## Problem statement
Where the string "params" occurs in a line of the data below, that line should be copied.

## Supplied records
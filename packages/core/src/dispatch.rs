//! Dispatching remote requests against registered objects.
//!
//! The registry lock is only held while resolving the binding; member bodies
//! run without it, so a slow or blocked member never holds up registration
//! of other objects.

use std::any::Any;
use std::panic::{self, AssertUnwindSafe};
use std::sync::Arc;

use thiserror::Error;
use tracing::{debug, warn};

use crate::introspect::{signature_list, Invoker, OperationDescriptor};
use crate::metadata::MetadataRecord;
use crate::name::StructuredName;
use crate::registry::{Binding, Registry};
use crate::value::{Value, ValueType};
use crate::{Error, MemberError, Result};

/// A member body that panicked instead of returning an error.
#[derive(Debug, Error)]
#[error("member panicked: {0}")]
struct Panicked(String);

/// A getter returned something its declared type does not admit.
#[derive(Debug, Error)]
#[error("returned {found} where {expected} was declared")]
struct BadReturn {
    expected: ValueType,
    found: &'static str,
}

/// Get, set and invoke against the bindings of a [`Registry`].
#[derive(Clone, Debug)]
pub struct Dispatcher {
    registry: Arc<Registry>,
}

impl Dispatcher {
    pub fn new(registry: Arc<Registry>) -> Self {
        Self { registry }
    }

    pub fn registry(&self) -> &Arc<Registry> {
        &self.registry
    }

    /// Metadata record of a registered object that is still alive.
    pub fn describe(&self, name: &StructuredName) -> Result<MetadataRecord> {
        let (binding, _target) = self.resolve(name)?;
        Ok(binding.metadata().clone())
    }

    /// Read the current value of an attribute.
    pub fn get_attribute(&self, name: &StructuredName, attribute: &str) -> Result<Value> {
        let (binding, target) = self.resolve(name)?;
        let descriptor = binding
            .descriptors()
            .attribute(attribute)
            .ok_or_else(|| no_such_member(name, attribute))?;
        let getter = descriptor.getter.as_ref().ok_or_else(|| Error::NotReadable {
            name: name.clone(),
            attribute: attribute.to_string(),
        })?;

        debug!(name = %name, attribute, "get attribute");
        let value = call(name, attribute, getter, target.as_ref(), Vec::new())?;
        descriptor.value_type.coerce(&value).ok_or_else(|| Error::Invocation {
            name: name.clone(),
            member: attribute.to_string(),
            source: Box::new(BadReturn {
                expected: descriptor.value_type,
                found: value.type_name(),
            }),
        })
    }

    /// Coerce `value` to the attribute's type and pass it to the setter.
    pub fn set_attribute(
        &self,
        name: &StructuredName,
        attribute: &str,
        value: Value,
    ) -> Result<()> {
        let (binding, target) = self.resolve(name)?;
        let descriptor = binding
            .descriptors()
            .attribute(attribute)
            .ok_or_else(|| no_such_member(name, attribute))?;
        let setter = descriptor.setter.as_ref().ok_or_else(|| Error::NotWritable {
            name: name.clone(),
            attribute: attribute.to_string(),
        })?;
        let value = coerce_args(attribute, &[descriptor.value_type], &[value])?;

        debug!(name = %name, attribute, "set attribute");
        call(name, attribute, setter, target.as_ref(), value)?;
        Ok(())
    }

    /// Invoke the overload of `operation` that accepts `args`.
    ///
    /// An overload accepting every argument as-is wins over ones that need
    /// coercion. Two overloads that qualify at the same stage are rejected
    /// with [`Error::AmbiguousOperation`].
    pub fn invoke(
        &self,
        name: &StructuredName,
        operation: &str,
        args: Vec<Value>,
    ) -> Result<Value> {
        let (binding, target) = self.resolve(name)?;
        let (descriptor, args) = select_overload(name, &binding, operation, args)?;

        debug!(name = %name, operation, args = args.len(), "invoke operation");
        call(name, operation, &descriptor.invoker, target.as_ref(), args)
    }

    /// Invoke the overload whose parameter types are exactly `signature`.
    pub fn invoke_signature(
        &self,
        name: &StructuredName,
        operation: &str,
        signature: &[ValueType],
        args: Vec<Value>,
    ) -> Result<Value> {
        let (binding, target) = self.resolve(name)?;
        let descriptor = binding
            .descriptors()
            .operations(operation)
            .find(|o| o.signature() == signature)
            .ok_or_else(|| {
                no_such_member(name, &format!("{}({})", operation, signature_list(signature)))
            })?;
        if args.len() != signature.len() {
            return Err(no_such_member(
                name,
                &format!("{}/{}", operation, args.len()),
            ));
        }
        let args = coerce_args(operation, signature, &args)?;

        debug!(name = %name, operation, "invoke operation by signature");
        call(name, operation, &descriptor.invoker, target.as_ref(), args)
    }

    fn resolve(
        &self,
        name: &StructuredName,
    ) -> Result<(Arc<Binding>, Arc<dyn Any + Send + Sync>)> {
        let binding = self.registry.lookup(name)?;
        let target = binding
            .target()
            .ok_or_else(|| Error::NotFound(name.clone()))?;
        Ok((binding, target))
    }
}

fn no_such_member(name: &StructuredName, member: &str) -> Error {
    Error::NoSuchMember {
        name: name.clone(),
        member: member.to_string(),
    }
}

fn coerce_args(member: &str, params: &[ValueType], args: &[Value]) -> Result<Vec<Value>> {
    params
        .iter()
        .zip(args)
        .enumerate()
        .map(|(position, (expected, arg))| {
            expected.coerce(arg).ok_or_else(|| Error::TypeMismatch {
                member: member.to_string(),
                position,
                expected: *expected,
                found: arg.type_name().to_string(),
            })
        })
        .collect()
}

fn select_overload<'a>(
    name: &StructuredName,
    binding: &'a Binding,
    operation: &'a str,
    args: Vec<Value>,
) -> Result<(&'a OperationDescriptor, Vec<Value>)> {
    let candidates: Vec<&OperationDescriptor> = binding
        .descriptors()
        .operations(operation)
        .filter(|o| o.parameters.len() == args.len())
        .collect();
    if candidates.is_empty() {
        return Err(no_such_member(
            name,
            &format!("{}/{}", operation, args.len()),
        ));
    }

    let exact: Vec<_> = candidates
        .iter()
        .copied()
        .filter(|o| o.parameters.iter().zip(&args).all(|(p, a)| p.value_type.matches(a)))
        .collect();
    match exact.as_slice() {
        [only] => return Ok((*only, args)),
        [] => {}
        several => return Err(ambiguous(name, operation, args.len(), several)),
    }

    let mut coercible = Vec::new();
    let mut first_mismatch = None;
    for candidate in &candidates {
        match coerce_args(operation, &candidate.signature(), &args) {
            Ok(coerced) => coercible.push((*candidate, coerced)),
            Err(err) => {
                first_mismatch.get_or_insert(err);
            }
        }
    }
    match coercible.len() {
        1 => Ok(coercible.remove(0)),
        0 => Err(first_mismatch.unwrap_or_else(|| no_such_member(name, operation))),
        _ => {
            let several: Vec<_> = coercible.iter().map(|(o, _)| *o).collect();
            Err(ambiguous(name, operation, args.len(), &several))
        }
    }
}

fn ambiguous(
    name: &StructuredName,
    operation: &str,
    arity: usize,
    candidates: &[&OperationDescriptor],
) -> Error {
    let candidates = candidates
        .iter()
        .map(|o| format!("({})", signature_list(&o.signature())))
        .collect::<Vec<_>>()
        .join(" ");
    Error::AmbiguousOperation {
        name: name.clone(),
        operation: operation.to_string(),
        arity,
        candidates,
    }
}

/// Run a member body, turning its errors and panics into
/// [`Error::Invocation`].
fn call(
    name: &StructuredName,
    member: &str,
    invoker: &Invoker,
    target: &(dyn Any + Send + Sync),
    args: Vec<Value>,
) -> Result<Value> {
    let outcome = panic::catch_unwind(AssertUnwindSafe(|| invoker(target, args)));
    let source: MemberError = match outcome {
        Ok(Ok(value)) => return Ok(value),
        Ok(Err(source)) => source,
        Err(payload) => {
            let message = payload
                .downcast_ref::<&str>()
                .map(|s| s.to_string())
                .or_else(|| payload.downcast_ref::<String>().cloned())
                .unwrap_or_else(|| "unknown panic payload".to_string());
            Box::new(Panicked(message))
        }
    };

    warn!(name = %name, member, error = %source, "managed member failed");
    Err(Error::Invocation {
        name: name.clone(),
        member: member.to_string(),
        source,
    })
}
//! Request and response messages exchanged with management clients.
//!
//! Values travel as plain JSON. Binary values are sent as arrays of
//! integers; parameters declared as `bytes` turn them back into bytes when
//! the arguments are coerced.

use serde::{Deserialize, Serialize};
use simplemx_core::{Error, MetadataRecord, StructuredName, Value, ValueType};

/// A client request.
#[derive(Debug, Clone, PartialEq, Serialize, Deserialize)]
#[serde(tag = "type", rename_all = "snake_case")]
pub enum Request {
    /// Names of every published object.
    List,

    /// Metadata record of one object.
    Describe { name: StructuredName },

    /// Read an attribute.
    Get {
        name: StructuredName,
        attribute: String,
    },

    /// Write an attribute.
    Set {
        name: StructuredName,
        attribute: String,
        value: serde_json::Value,
    },

    /// Invoke an operation, optionally pinning the overload by signature.
    Invoke {
        name: StructuredName,
        operation: String,
        #[serde(default)]
        args: Vec<serde_json::Value>,
        #[serde(default, skip_serializing_if = "Option::is_none")]
        signature: Option<Vec<ValueType>>,
    },
}

/// The answer to one [`Request`].
#[derive(Debug, Clone, PartialEq, Serialize, Deserialize)]
#[serde(tag = "type", rename_all = "snake_case")]
pub enum Response {
    Names { names: Vec<StructuredName> },
    Metadata { metadata: MetadataRecord },
    Value { value: serde_json::Value },
    Ok,
    /// `kind` is the stable identifier of the failure, e.g. `not_found`.
    Error { kind: String, message: String },
}

impl Response {
    pub fn value(value: Value) -> Self {
        Response::Value {
            value: value_to_json(value),
        }
    }

    pub fn error(kind: impl Into<String>, message: impl Into<String>) -> Self {
        Response::Error {
            kind: kind.into(),
            message: message.into(),
        }
    }
}

impl From<&Error> for Response {
    fn from(err: &Error) -> Self {
        Response::error(err.kind(), err.to_string())
    }
}

/// Convert a [`Value`] to JSON.
///
/// Non-finite floats have no JSON form and become `null`.
pub fn value_to_json(value: Value) -> serde_json::Value {
    match value {
        Value::Null => serde_json::Value::Null,
        Value::Bool(b) => serde_json::Value::Bool(b),
        Value::Integer(i) => serde_json::Value::Number(i.into()),
        Value::Float(f) => serde_json::Number::from_f64(f)
            .map(serde_json::Value::Number)
            .unwrap_or(serde_json::Value::Null),
        Value::String(s) => serde_json::Value::String(s),
        Value::Bytes(b) => serde_json::Value::Array(
            b.into_iter()
                .map(|byte| serde_json::Value::Number(byte.into()))
                .collect(),
        ),
        Value::Array(arr) => serde_json::Value::Array(arr.into_iter().map(value_to_json).collect()),
        Value::Map(map) => serde_json::Value::Object(
            map.into_iter()
                .map(|(k, v)| (k, value_to_json(v)))
                .collect(),
        ),
    }
}

/// Convert JSON to a [`Value`].
pub fn json_to_value(json: serde_json::Value) -> Value {
    match json {
        serde_json::Value::Null => Value::Null,
        serde_json::Value::Bool(b) => Value::Bool(b),
        serde_json::Value::Number(n) => {
            if let Some(i) = n.as_i64() {
                Value::Integer(i)
            } else if let Some(f) = n.as_f64() {
                Value::Float(f)
            } else {
                Value::String(n.to_string())
            }
        }
        serde_json::Value::String(s) => Value::String(s),
        serde_json::Value::Array(arr) => Value::Array(arr.into_iter().map(json_to_value).collect()),
        serde_json::Value::Object(map) => Value::Map(
            map.into_iter()
                .map(|(k, v)| (k, json_to_value(v)))
                .collect(),
        ),
    }
}

#[cfg(test)]
mod tests {
    use super::*;
    use serde_json::json;

    fn name() -> StructuredName {
        "j256:00=FolderName,name=testObject".parse().unwrap()
    }

    #[test]
    fn requests_are_tagged() {
        let req = Request::Get {
            name: name(),
            attribute: "foo".into(),
        };
        assert_eq!(
            serde_json::to_value(&req).unwrap(),
            json!({
                "type": "get",
                "name": "j256:00=FolderName,name=testObject",
                "attribute": "foo",
            })
        );

        let parsed: Request = serde_json::from_value(json!({"type": "list"})).unwrap();
        assert_eq!(parsed, Request::List);
    }

    #[test]
    fn invoke_defaults() {
        let parsed: Request = serde_json::from_value(json!({
            "type": "invoke",
            "name": "j256:name=testObject",
            "operation": "resetFoo",
        }))
        .unwrap();
        match parsed {
            Request::Invoke {
                args, signature, ..
            } => {
                assert!(args.is_empty());
                assert!(signature.is_none());
            }
            other => panic!("unexpected request: {:?}", other),
        }

        let pinned = Request::Invoke {
            name: name(),
            operation: "scale".into(),
            args: vec![json!("3")],
            signature: Some(vec![ValueType::Float]),
        };
        let wire = serde_json::to_value(&pinned).unwrap();
        assert_eq!(wire["signature"], json!(["float"]));
    }

    #[test]
    fn malformed_names_rejected() {
        let parsed = serde_json::from_value::<Request>(json!({
            "type": "describe",
            "name": "no-domain-here",
        }));
        assert!(parsed.is_err());
    }

    #[test]
    fn errors_carry_kind() {
        let err = Error::NotFound(name());
        let resp = Response::from(&err);
        assert_eq!(
            serde_json::to_value(&resp).unwrap(),
            json!({
                "type": "error",
                "kind": "not_found",
                "message": "no managed object registered as j256:00=FolderName,name=testObject",
            })
        );
    }

    #[test]
    fn bytes_travel_as_integer_arrays() {
        assert_eq!(value_to_json(Value::Bytes(vec![0, 7, 255])), json!([0, 7, 255]));
        assert_eq!(
            json_to_value(json!([0, 7, 255])),
            Value::Array(vec![Value::Integer(0), Value::Integer(7), Value::Integer(255)])
        );
    }

    #[test]
    fn json_numbers() {
        assert_eq!(json_to_value(json!(42)), Value::Integer(42));
        assert_eq!(json_to_value(json!(1.5)), Value::Float(1.5));
        assert_eq!(value_to_json(Value::Float(f64::NAN)), json!(null));
        assert_eq!(
            json_to_value(json!({"a": [true, null]})),
            Value::Map(
                [(
                    "a".to_string(),
                    Value::Array(vec![Value::Bool(true), Value::Null])
                )]
                .into_iter()
                .collect()
            )
        );
    }
}
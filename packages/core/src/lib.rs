//! SimpleMX core: exposing live objects to remote management clients.
//!
//! An application describes which members of an object are managed with a
//! [`Resource`] declaration table, registers the object with a [`Registry`],
//! and remote requests reach it through the [`Dispatcher`]:
//! - `StructuredName`: `domain:folders...,name=key` address of a managed object
//! - `Value`: dynamically typed attribute values, arguments and results
//! - `Descriptors`: validated attribute and operation table for one object
//! - `MetadataRecord`: human-readable description shipped to clients
//!
//! # Example
//!
//! ```rust
//! use std::sync::atomic::{AtomicI64, Ordering};
//! use std::sync::Arc;
//!
//! use simplemx_core::{Dispatcher, Managed, Registry, Resource, Value, ValueType};
//!
//! struct Counter {
//!     hits: AtomicI64,
//! }
//!
//! impl Managed for Counter {
//!     fn resource() -> Resource<Self> {
//!         Resource::new("app", "counter").getter("getHits", ValueType::Integer, |c: &Counter| {
//!             Ok(Value::from(c.hits.load(Ordering::Relaxed)))
//!         })
//!     }
//! }
//!
//! let registry = Arc::new(Registry::new());
//! let counter = Arc::new(Counter { hits: AtomicI64::new(3) });
//! let name = registry.register(&counter).unwrap();
//!
//! let dispatcher = Dispatcher::new(registry);
//! assert_eq!(dispatcher.get_attribute(&name, "hits").unwrap(), Value::Integer(3));
//! ```

mod dispatch;
mod error;
mod introspect;
mod metadata;
mod name;
mod registry;
mod resource;
mod value;

pub use dispatch::Dispatcher;
pub use error::{Error, MemberError, PublishError, Result};
pub use introspect::{
    introspect, AttributeDescriptor, Descriptors, Invoker, MemberDescriptor, MemberKind,
    OperationDescriptor,
};
pub use metadata::{describe, AttributeInfo, MetadataRecord, OperationInfo, ParameterInfo};
pub use name::{build_name, FolderName, StructuredName};
pub use registry::{Binding, Publisher, Registry};
pub use resource::{Exposure, Managed, MethodBody, MethodSpec, Resource, SelfNaming};
pub use value::{Value, ValueType};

## Output
fn coerce_args(member: &str, params: &[ValueType], args: &[Value]) -> Result<Vec<Value>> {
    params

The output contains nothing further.